◆ **Records supplied**:

═══

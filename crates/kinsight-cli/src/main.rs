use anyhow::{bail, Context, Result};
use clap::{Parser, Subcommand};
use kinsight_core::{encode_payload, DetectionAdapter, ModelPaths, OnnxAdapter};
use serde_json::{json, Value};
use std::path::{Path, PathBuf};
use std::time::Duration;

#[derive(Parser)]
#[command(name = "kinsight", about = "Kinsight face identification CLI")]
struct Cli {
    /// Base URL of the kinsightd daemon
    #[arg(long, global = true, env = "KINSIGHT_URL", default_value = "http://127.0.0.1:8001")]
    url: String,

    /// Request timeout in seconds
    #[arg(long, global = true, default_value_t = 30)]
    timeout: u64,

    #[command(subcommand)]
    command: Commands,
}

#[derive(Subcommand)]
enum Commands {
    /// Identify the person in a photo, registering them if name and relationship are given
    Identify {
        /// Image file (JPEG, PNG, ...)
        image: PathBuf,
        /// Name to register if the face is unknown
        #[arg(short, long)]
        name: Option<String>,
        /// Relationship to register if the face is unknown (e.g., "daughter")
        #[arg(short, long)]
        relationship: Option<String>,
        /// UI color for a new person; random when omitted
        #[arg(short, long)]
        color: Option<String>,
        /// Also report every other face in the photo
        #[arg(long)]
        all: bool,
    },
    /// Detect faces without touching the identity store
    Detect {
        image: PathBuf,
        /// Print full descriptors instead of a summary
        #[arg(long)]
        raw: bool,
    },
    /// List known identities
    List,
    /// Show daemon health
    Status,
    /// Run detection locally against the ONNX models (bypasses the daemon)
    Check {
        image: PathBuf,
        /// Directory containing det_10g.onnx and w600k_r50.onnx
        #[arg(long)]
        model_dir: Option<PathBuf>,
    },
}

#[tokio::main]
async fn main() -> Result<()> {
    tracing_subscriber::fmt()
        .with_env_filter(tracing_subscriber::EnvFilter::from_default_env())
        .init();

    let cli = Cli::parse();
    let client = Client::new(&cli.url, Duration::from_secs(cli.timeout))?;

    match cli.command {
        Commands::Identify {
            image,
            name,
            relationship,
            color,
            all,
        } => {
            let mut body = json!({
                "image_data": load_image(&image)?,
                "resolve_all_faces": all,
            });
            for (key, value) in [
                ("person_name", name),
                ("person_relationship", relationship),
                ("person_color", color),
            ] {
                if let Some(v) = value {
                    body[key] = Value::String(v);
                }
            }
            let response = client.post("/identify", &body).await?;
            print_json(&response)?;
        }
        Commands::Detect { image, raw } => {
            let body = json!({ "image_data": load_image(&image)? });
            let response = client.post("/detect", &body).await?;
            if raw {
                print_json(&response)?;
            } else {
                print_json(&summarize_faces(&response))?;
            }
        }
        Commands::List => {
            let response = client.get("/identities").await?;
            print_json(&response)?;
        }
        Commands::Status => match client.get("/health").await {
            Ok(response) => print_json(&response)?,
            Err(e) => {
                println!("kinsightd: not reachable at {} ({e:#})", cli.url);
                std::process::exit(1);
            }
        },
        Commands::Check { image, model_dir } => {
            let dir = model_dir.unwrap_or_else(kinsight_core::default_model_dir);
            let bytes = std::fs::read(&image).with_context(|| format!("failed to read {}", image.display()))?;
            let report = tokio::task::spawn_blocking(move || run_local_check(&dir, &bytes)).await??;
            print_json(&report)?;
        }
    }

    Ok(())
}

/// Thin JSON client for the daemon. Error bodies are returned, not raised,
/// so the caller sees the daemon's message; only 5xx without a body fails.
struct Client {
    http: reqwest::Client,
    base_url: String,
}

impl Client {
    fn new(base_url: &str, timeout: Duration) -> Result<Self> {
        let http = reqwest::Client::builder()
            .timeout(timeout)
            .build()
            .context("failed to build HTTP client")?;
        Ok(Self {
            http,
            base_url: base_url.trim_end_matches('/').to_string(),
        })
    }

    async fn get(&self, path: &str) -> Result<Value> {
        let response = self
            .http
            .get(format!("{}{path}", self.base_url))
            .send()
            .await
            .with_context(|| format!("GET {path} failed"))?;
        read_json(response).await
    }

    async fn post(&self, path: &str, body: &Value) -> Result<Value> {
        let response = self
            .http
            .post(format!("{}{path}", self.base_url))
            .json(body)
            .send()
            .await
            .with_context(|| format!("POST {path} failed"))?;
        read_json(response).await
    }
}

async fn read_json(response: reqwest::Response) -> Result<Value> {
    let status = response.status();
    let text = response.text().await.context("failed to read response body")?;
    match serde_json::from_str::<Value>(&text) {
        Ok(value) => {
            tracing::debug!(%status, "daemon answered");
            Ok(value)
        }
        Err(_) if !status.is_success() => bail!("daemon answered {status}: {text}"),
        Err(e) => Err(e).context("daemon returned invalid JSON"),
    }
}

fn load_image(path: &Path) -> Result<String> {
    let bytes = std::fs::read(path).with_context(|| format!("failed to read {}", path.display()))?;
    if bytes.is_empty() {
        bail!("{} is empty", path.display());
    }
    Ok(encode_payload(&bytes))
}

/// Replace each 512-float descriptor with its length so the output stays readable.
fn summarize_faces(response: &Value) -> Value {
    let mut summary = response.clone();
    if let Some(faces) = summary.get_mut("faces").and_then(Value::as_array_mut) {
        for face in faces {
            let dim = face
                .pointer("/descriptor/values")
                .and_then(Value::as_array)
                .map_or(0, Vec::len);
            if let Some(obj) = face.as_object_mut() {
                obj.remove("descriptor");
                obj.insert("descriptor_dim".into(), json!(dim));
            }
        }
    }
    summary
}

fn run_local_check(model_dir: &Path, image: &[u8]) -> Result<Value> {
    let paths = ModelPaths::in_dir(model_dir);
    println!("scrfd:   {}", paths.scrfd.display());
    println!("arcface: {}", paths.arcface.display());

    let mut adapter = OnnxAdapter::new(paths, 1);
    let started = std::time::Instant::now();
    adapter.warm_up().context("failed to load models")?;
    let load_ms = started.elapsed().as_millis() as u64;

    let started = std::time::Instant::now();
    let faces = adapter.detect(image)?;
    let detect_ms = started.elapsed().as_millis() as u64;

    let response = json!({ "success": true, "faces": faces });
    let mut report = summarize_faces(&response);
    report["load_ms"] = json!(load_ms);
    report["detect_ms"] = json!(detect_ms);
    Ok(report)
}

fn print_json(value: &Value) -> Result<()> {
    println!("{}", serde_json::to_string_pretty(value)?);
    Ok(())
}

#[cfg(test)]
mod tests {
    use super::*;
    use std::io::Write;

    #[test]
    fn test_summarize_faces_drops_descriptors() {
        let response = json!({
            "success": true,
            "faces": [
                { "descriptor": { "values": [0.1, 0.2, 0.3], "model_version": null }, "confidence": 0.9 },
                { "descriptor": { "values": [], "model_version": null }, "confidence": 0.7 },
            ],
        });
        let summary = summarize_faces(&response);
        assert!(summary["faces"][0].get("descriptor").is_none());
        assert_eq!(summary["faces"][0]["descriptor_dim"], 3);
        assert_eq!(summary["faces"][1]["descriptor_dim"], 0);
        assert_eq!(summary["faces"][1]["confidence"], 0.7);
    }

    #[test]
    fn test_summarize_without_faces_is_identity() {
        let response = json!({ "success": false, "error": "InvalidImage" });
        assert_eq!(summarize_faces(&response), response);
    }

    #[test]
    fn test_load_image_encodes_base64() {
        let mut file = tempfile::NamedTempFile::new().unwrap();
        file.write_all(b"\x89PNG").unwrap();
        assert_eq!(load_image(file.path()).unwrap(), "iVBORw==");
    }

    #[test]
    fn test_load_image_rejects_empty_file() {
        let file = tempfile::NamedTempFile::new().unwrap();
        assert!(load_image(file.path()).is_err());
    }

    #[test]
    fn test_cli_parses_identify() {
        let cli = Cli::try_parse_from([
            "kinsight",
            "--url",
            "http://host:9000",
            "identify",
            "photo.jpg",
            "--name",
            "Ana",
            "--relationship",
            "daughter",
            "--all",
        ])
        .unwrap();
        assert_eq!(cli.url, "http://host:9000");
        match cli.command {
            Commands::Identify { name, relationship, color, all, .. } => {
                assert_eq!(name.as_deref(), Some("Ana"));
                assert_eq!(relationship.as_deref(), Some("daughter"));
                assert!(color.is_none());
                assert!(all);
            }
            _ => panic!("expected identify"),
        }
    }
}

═══

◆ **Instructions for the task**:
Scan the listing above for the line that has "random when omitted", then copy exactly from that line through the line that has "async fn main()".

◆ **Solution to this task**:
        /// UI color for a new person; random when omitted
        #[arg(short, long)]
        color: Option<String>,
        /// Also report every other face in the photo
        #[arg(long)]
        all: bool,
    },
    /// Detect faces without touching the identity store
    Detect {
        image: PathBuf,
        /// Print full descriptors instead of a summary
        #[arg(long)]
        raw: bool,
    },
    /// List known identities
    List,
    /// Show daemon health
    Status,
    /// Run detection locally against the ONNX models (bypasses the daemon)
    Check {
        image: PathBuf,
        /// Directory containing det_10g.onnx and w600k_r50.onnx
        #[arg(long)]
        model_dir: Option<PathBuf>,
    },
}

#[tokio::main]
async fn main() -> Result<()> {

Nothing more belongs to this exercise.